Registered: 06/10/1999
Posts: 2591
Loc: Seattle, WA, U.S.A.
Quote:
Cronkite has himself admitted his bias... if you want I can Google one of his many quotes.

Oh wait, here is one of them: "Everybody knows that there's a liberal, that there's a heavy liberal persuasion among correspondents."

Well, maybe I just take this as a given. Correspondents tend to be college-educated. Colleges are known to be havens for liberal thinking, so correspondents must then be disproportionately liberal. I will email the networks and demand that they hire more high school dropouts. There are, of course exceptions, like one of Cronkite's college-based nemeses who includes that quote).

Quote:
Off the top of my head, Cronkite has opposed the Iraq war because it was a military action by the US without UN approval,

Seems like one of many good reasons.

Quote:
but never once criticized Clinton's actions in Yugoslavia (without UN approval or even Congressional approval). Yugoslavia posed no thread to the USA.

I would say this criticism is *partly* fair. My memory, though, is that there was more of a sense amond the world at large after Bosnian genocide that it was necessary to do *something*, and that Clinton would have been criticized no matter what path was pursued. Who would have criticized Bush for *not* invading Iraq?

Quote:
He also raised no concerns over France conducting action in the Ivory Coast without UN approval.

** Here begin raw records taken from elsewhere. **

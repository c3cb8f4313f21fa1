//! Parsed include entities
//!
//! An [`Entity`] is the in-memory form of one `<esi:include .../>` marker:
//! its raw attribute bytes, the byte range it occupies in the originating
//! body, an ordered list of backend [`Resource`]s and the typed per-tag
//! configuration. [`Entities`] is the ordered set for one page, addressed
//! by an order-sensitive 64-bit fingerprint.
//!
//! Entities are immutable once built and shared across requests via the
//! parse cache.

use std::collections::hash_map::DefaultHasher;
use std::hash::Hasher;
use std::sync::Arc;
use std::time::Duration;

use bytes::Bytes;
use http::HeaderMap;
use tracing::trace;

use crate::attributes::split_attributes;
use crate::error::{EsiError, Result};
use crate::registry::ResourceRegistry;
use crate::resource::{Resource, TagArgs};
use crate::scanner::{self, RawMarker};
use crate::template::Template;
use crate::util;

/// Fallback entity timeout when neither the tag nor the path sets one.
pub const DEFAULT_TIMEOUT: Duration = Duration::from_secs(20);

/// Fallback payload truncation limit: 5 MB.
pub const DEFAULT_MAX_BODY_SIZE: u64 = 5 * 1024 * 1024;

/// Bytes shown in place of a tag when every resource failed and the tag
/// carries no `onerror` of its own.
pub const DEFAULT_ON_ERROR: &str = "esi backend unavailable, please try again later.";

/// Per-path defaults merged into each entity at build time.
#[derive(Debug, Clone)]
pub struct TagDefaults {
    /// Entity fetch budget when the tag has no `timeout`
    pub timeout: Duration,
    /// Result cache TTL when the tag has no `ttl`; zero disables caching
    pub ttl: Duration,
    /// Payload truncation limit when the tag has no `maxbodysize`
    pub max_body_size: u64,
    /// Failure payload when the tag has no `onerror`
    pub on_error: Bytes,
}

impl Default for TagDefaults {
    fn default() -> Self {
        TagDefaults {
            timeout: DEFAULT_TIMEOUT,
            ttl: Duration::ZERO,
            max_body_size: DEFAULT_MAX_BODY_SIZE,
            on_error: Bytes::from_static(DEFAULT_ON_ERROR.as_bytes()),
        }
    }
}

/// Typed configuration of one entity after defaults are applied.
///
/// Invariants once built: `timeout > 0`, `max_body_size > 0`.
#[derive(Debug, Clone)]
pub struct TagConfig {
    /// Fetch budget shared across all of the entity's resources
    pub timeout: Duration,
    /// Result cache TTL; zero disables caching for this entity
    pub ttl: Duration,
    /// Payload truncation limit in bytes
    pub max_body_size: u64,
    /// Lookup key template for key/value backends
    pub key: Option<Template>,
    /// Bytes spliced in on total failure
    pub on_error: Bytes,
    /// Canonicalized header names copied into backend requests
    pub forward_headers: Vec<String>,
    /// Forward all headers; overrides the explicit list
    pub forward_headers_all: bool,
    /// Canonicalized backend header names re-exposed on the response
    pub return_headers: Vec<String>,
    /// Echo all backend headers; overrides the explicit list
    pub return_headers_all: bool,
    /// Forward the external request's body to the backend
    pub forward_post_data: bool,
    /// Deduplicate concurrent fetches of this tag across requests
    pub coalesce: bool,
    /// Append fetch diagnostics as an HTML comment
    pub print_debug: bool,
}

/// One parsed include marker.
pub struct Entity {
    raw_attributes: Bytes,
    start: usize,
    end: usize,
    resources: Vec<Resource>,
    config: TagConfig,
}

impl Entity {
    /// Build an entity from a scanner record.
    ///
    /// Attribute errors abort the build: a malformed value is `NotValid`,
    /// an unknown key is `NotSupported` (keys starting with `x` excepted),
    /// a missing `src` is `Empty`, and an `onerror` file that cannot be
    /// read is `Fatal`.
    pub fn build(
        marker: &RawMarker,
        defaults: &TagDefaults,
        registry: &ResourceRegistry,
    ) -> Result<Entity> {
        let raw = std::str::from_utf8(&marker.raw_attributes).map_err(|_| {
            EsiError::NotValid("attribute bytes are not valid UTF-8".to_string())
        })?;
        let pairs = split_attributes(raw)?;

        let mut srcs: Vec<String> = Vec::new();
        let mut config = TagConfig {
            timeout: defaults.timeout,
            ttl: defaults.ttl,
            max_body_size: defaults.max_body_size,
            key: None,
            on_error: defaults.on_error.clone(),
            forward_headers: Vec::new(),
            forward_headers_all: false,
            return_headers: Vec::new(),
            return_headers_all: false,
            forward_post_data: false,
            coalesce: false,
            print_debug: false,
        };

        for kv in pairs.chunks_exact(2) {
            let (key, value) = (kv[0].as_str(), kv[1].as_str());
            match key {
                "src" => srcs.push(value.to_owned()),
                "key" => config.key = Some(Template::compile(value)?),
                "timeout" => config.timeout = util::parse_duration(value)?,
                "ttl" => config.ttl = util::parse_duration(value)?,
                "maxbodysize" => config.max_body_size = util::parse_bytes(value)?,
                "onerror" => config.on_error = load_on_error_value(value)?,
                "forwardheaders" => {
                    if value.trim().eq_ignore_ascii_case("all") {
                        config.forward_headers_all = true;
                    } else {
                        config.forward_headers = canonical_list(value);
                    }
                }
                "returnheaders" => {
                    if value.trim().eq_ignore_ascii_case("all") {
                        config.return_headers_all = true;
                    } else {
                        config.return_headers = canonical_list(value);
                    }
                }
                "forwardpostdata" => config.forward_post_data = parse_bool(key, value)?,
                "coalesce" => config.coalesce = parse_bool(key, value)?,
                "printdebug" => config.print_debug = parse_bool(key, value)?,
                _ if key.starts_with('x') => {
                    trace!(key, "ignoring extension attribute");
                }
                _ => {
                    return Err(EsiError::NotSupported(format!(
                        "unknown attribute {:?} in tag {:?}",
                        key, raw
                    )))
                }
            }
        }

        if srcs.is_empty() {
            return Err(EsiError::Empty(format!(
                "missing src attribute in tag {:?}",
                raw
            )));
        }
        if config.timeout == Duration::ZERO {
            return Err(EsiError::NotValid(format!(
                "timeout must be positive in tag {:?}",
                raw
            )));
        }
        if config.max_body_size == 0 {
            return Err(EsiError::NotValid(format!(
                "maxbodysize must be positive in tag {:?}",
                raw
            )));
        }

        let mut resources = Vec::with_capacity(srcs.len());
        for (index, url) in srcs.iter().enumerate() {
            let handler = registry.resolve_resource(url)?;
            resources.push(Resource::new(index, url, handler)?);
        }

        Ok(Entity {
            raw_attributes: marker.raw_attributes.clone(),
            start: marker.start,
            end: marker.end,
            resources,
            config,
        })
    }

    /// The bytes between `<esi:` and `/>` as scanned.
    pub fn raw_attributes(&self) -> &Bytes {
        &self.raw_attributes
    }

    /// Absolute byte range `[start, end)` of the whole marker.
    pub fn range(&self) -> (usize, usize) {
        (self.start, self.end)
    }

    /// The ordered destination candidates. Never empty; each resource's
    /// index equals its position.
    pub fn resources(&self) -> &[Resource] {
        &self.resources
    }

    /// The typed tag configuration.
    pub fn config(&self) -> &TagConfig {
        &self.config
    }

    /// 64-bit hash of this entity's raw attributes; the result-cache and
    /// coalescer key.
    pub fn fingerprint(&self) -> u64 {
        let mut hasher = DefaultHasher::new();
        hasher.write(&self.raw_attributes);
        hasher.finish()
    }

    /// The per-fetch view of this entity's configuration, with the lookup
    /// key rendered against the request's headers.
    pub fn tag_args(&self, headers: &HeaderMap) -> TagArgs {
        TagArgs {
            timeout: self.config.timeout,
            max_body_size: self.config.max_body_size,
            key: self.config.key.as_ref().map(|t| t.render(headers)),
            forward_headers: self.config.forward_headers.clone(),
            forward_headers_all: self.config.forward_headers_all,
            return_headers: self.config.return_headers.clone(),
            return_headers_all: self.config.return_headers_all,
            forward_post_data: self.config.forward_post_data,
        }
    }
}

impl std::fmt::Debug for Entity {
    fn fmt(&self, f: &mut std::fmt::Formatter<'_>) -> std::fmt::Result {
        f.debug_struct("Entity")
            .field("raw_attributes", &String::from_utf8_lossy(&self.raw_attributes))
            .field("start", &self.start)
            .field("end", &self.end)
            .field("resources", &self.resources)
            .finish()
    }
}

fn parse_bool(key: &str, value: &str) -> Result<bool> {
    match value.to_ascii_lowercase().as_str() {
        "1" | "t" | "true" => Ok(true),
        "0" | "f" | "false" => Ok(false),
        _ => Err(EsiError::NotValid(format!(
            "attribute {:?} is not a boolean: {:?}",
            key, value
        ))),
    }
}

fn canonical_list(value: &str) -> Vec<String> {
    util::comma_list(value)
        .iter()
        .map(|name| util::canonical_header_key(name))
        .collect()
}

/// An on-error value is literal text unless it names an `.html` file, in
/// which case the file's bytes are loaded at parse time. A missing file
/// is `Fatal`.
pub(crate) fn load_on_error_value(value: &str) -> Result<Bytes> {
    if !value.ends_with(".html") {
        return Ok(Bytes::copy_from_slice(value.as_bytes()));
    }
    std::fs::read(value)
        .map(Bytes::from)
        .map_err(|e| EsiError::Fatal(format!("cannot read onerror file {:?}: {}", value, e)))
}

/// The ordered entity set of one page.
#[derive(Debug, Clone, Default)]
pub struct Entities {
    items: Vec<Arc<Entity>>,
}

impl Entities {
    /// Scan a buffered body and build every complete marker in it.
    ///
    /// Returns the empty set for a body without markers. Any build error
    /// aborts the whole parse; no partial sets are returned.
    pub fn parse(body: &[u8], defaults: &TagDefaults, registry: &ResourceRegistry) -> Result<Entities> {
        let markers = scanner::scan(body);
        let mut items = Vec::with_capacity(markers.len());
        for marker in &markers {
            items.push(Arc::new(Entity::build(marker, defaults, registry)?));
        }
        Ok(Entities { items })
    }

    /// Wrap pre-built entities, preserving order.
    pub fn from_vec(items: Vec<Arc<Entity>>) -> Entities {
        Entities { items }
    }

    pub fn len(&self) -> usize {
        self.items.len()
    }

    pub fn is_empty(&self) -> bool {
        self.items.is_empty()
    }

    pub fn iter(&self) -> impl Iterator<Item = &Arc<Entity>> {
        self.items.iter()
    }

    /// Order-sensitive 64-bit hash over the members' raw attributes.
    /// Adding, removing or reordering members changes it; re-parsing the
    /// same bytes reproduces it.
    pub fn fingerprint(&self) -> u64 {
        let mut hasher = DefaultHasher::new();
        for entity in &self.items {
            hasher.write(entity.raw_attributes());
        }
        hasher.finish()
    }

    /// Whether any member requests coalescing.
    pub fn has_coalesce(&self) -> bool {
        self.items.iter().any(|e| e.config().coalesce)
    }

    /// Split into (coalescing, direct) subsets, preserving order. Members
    /// are shared, not cloned.
    pub fn split_coalesce(&self) -> (Entities, Entities) {
        let (coalesce, direct): (Vec<_>, Vec<_>) = self
            .items
            .iter()
            .cloned()
            .partition(|e| e.config().coalesce);
        (Entities { items: coalesce }, Entities { items: direct })
    }
}
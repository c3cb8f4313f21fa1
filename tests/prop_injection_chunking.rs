// Property: for any body and any partition of it into contiguous chunks,
// chunked injection produces exactly the bytes of whole-body injection,
// and every payload appears exactly once.

use bytes::Bytes;
use esi_stitch::injector::{DataTag, DataTags};
use esi_stitch::scanner;
use proptest::prelude::*;

/// Build splice instructions for every marker in the body.
fn tags_for(body: &[u8]) -> DataTags {
    let tags = scanner::scan(body)
        .iter()
        .enumerate()
        .map(|(k, m)| DataTag::new(Bytes::from(format!("[payload {}]", k)), m.start, m.end))
        .collect();
    DataTags::new(tags)
}

/// Reference rewrite: plain slicing, no streaming.
fn expected(body: &[u8]) -> Vec<u8> {
    let mut out = Vec::new();
    let mut last = 0;
    for (k, m) in scanner::scan(body).iter().enumerate() {
        out.extend_from_slice(&body[last..m.start]);
        out.extend_from_slice(format!("[payload {}]", k).as_bytes());
        last = m.end;
    }
    out.extend_from_slice(&body[last..]);
    out
}

/// A body of filler text interleaved with well-formed include markers.
fn body_strategy() -> impl Strategy<Value = Vec<u8>> {
    let filler = "[a-z0-9 .]{0,24}";
    let tag = ("[a-z]{1,8}", "[a-z0-9/.:]{0,16}").prop_map(|(host, path)| {
        format!("<esi:include src=\"http://{}/{}\" />", host, path)
    });
    prop::collection::vec((filler, tag), 0..6).prop_map(|parts| {
        let mut body = String::new();
        for (filler, tag) in parts {
            body.push_str(&filler);
            body.push_str(&tag);
        }
        body.push_str("tail");
        body.into_bytes()
    })
}

proptest! {
    #![proptest_config(ProptestConfig::with_cases(200))]

    #[test]
    fn prop_chunk_boundary_invariance(
        body in body_strategy(),
        raw_splits in prop::collection::vec(0usize..1024, 0..8),
    ) {
        let want = expected(&body);

        let mut splits: Vec<usize> = raw_splits
            .into_iter()
            .map(|s| s % (body.len() + 1))
            .collect();
        splits.sort_unstable();
        splits.dedup();

        let mut tags = tags_for(&body);
        let mut out = Vec::new();
        let mut last = 0;
        for split in splits {
            tags.inject_content(&body[last..split], &mut out).unwrap();
            last = split;
        }
        tags.inject_content(&body[last..], &mut out).unwrap();

        prop_assert_eq!(&out, &want);

        // Each payload appears exactly once, regardless of boundaries.
        let text = String::from_utf8_lossy(&out);
        for k in 0..tags.len() {
            let needle = format!("[payload {}]", k);
            prop_assert_eq!(text.matches(&needle).count(), 1);
        }
    }

    #[test]
    fn prop_reset_states_replays_identically(
        body in body_strategy(),
        split in 0usize..1024,
    ) {
        let split = split % (body.len() + 1);

        let mut tags = tags_for(&body);
        let mut first = Vec::new();
        tags.inject_content(&body[..split], &mut first).unwrap();
        tags.inject_content(&body[split..], &mut first).unwrap();

        tags.reset_states();
        let mut second = Vec::new();
        tags.inject_content(&body, &mut second).unwrap();

        prop_assert_eq!(first, second);
    }

    #[test]
    fn prop_body_without_markers_passes_through(
        body in "[a-z0-9 <>/=]{0,256}",
    ) {
        // Filler of this alphabet cannot form `<esi:include` followed by
        // a quote, but scan anyway and skip the rare accidental marker.
        prop_assume!(scanner::scan(body.as_bytes()).is_empty());

        let mut tags = tags_for(body.as_bytes());
        let mut out = Vec::new();
        tags.inject_content(body.as_bytes(), &mut out).unwrap();
        prop_assert_eq!(out, body.into_bytes());
    }
}

#[test]
fn test_four_tags_split_at_paragraph_closes() {
    let body = "<div>\
<p c=\"0\"><esi:include src=\"http://microService0\" timeout=\"5ms\"/></p>\
<p c=\"1\"><esi:include src=\"http://microService1\" timeout=\"6ms\"/></p>\
<p c=\"2\"><esi:include src=\"http://microService2\" timeout=\"7ms\"/></p>\
<p c=\"3\"><esi:include src=\"http://microService3\" timeout=\"8ms\"/></p>\
</div>";

    let mut tags = tags_for(body.as_bytes());
    let mut out = Vec::new();
    let mut last = 0;
    // Split after every `p>`, which lands boundaries inside and between
    // markers alike.
    for (i, _) in body.match_indices("p>") {
        let end = i + 2;
        tags.inject_content(&body.as_bytes()[last..end], &mut out).unwrap();
        last = end;
    }
    tags.inject_content(&body.as_bytes()[last..], &mut out).unwrap();

    let text = String::from_utf8(out).unwrap();
    for k in 0..4 {
        assert_eq!(
            text.matches(&format!("[payload {}]", k)).count(),
            1,
            "payload {} duplicated or missing",
            k
        );
    }
    assert_eq!(text.as_bytes(), expected(body.as_bytes()).as_slice());
}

This is probably a great ball for Limbaugh to bat around on his radio show, but not comparable. A former French colony with post-colonial political and miltary ties, Ivory Coast's relation to France is more in line with Liberia's historical ties to US. Did the French rush in to secure the lucrative cocoa wells and impose a free-market utopia? Did citizens around the world march in the streets against that intervention? In a lot of cases like this I think there are no perfect courses of action (Darfur? Rwanda?), but did the French intervention turn out to be incredibly stoopid? (Like another intervention that comes to mind?)

Quote:
Your missing the point of journalism. The journalists views are not supposed to enter into the coverage or the story itself. If Tim Russert is a Democrat, that's fine, who cares. His or any journalists views should not be a factor. But, if by watching a particular journalists show reveals that person's personal views, than that person is not being a good journalist because they are letting their bias enter into it. You tend to agree with the bias so you just think it's "true".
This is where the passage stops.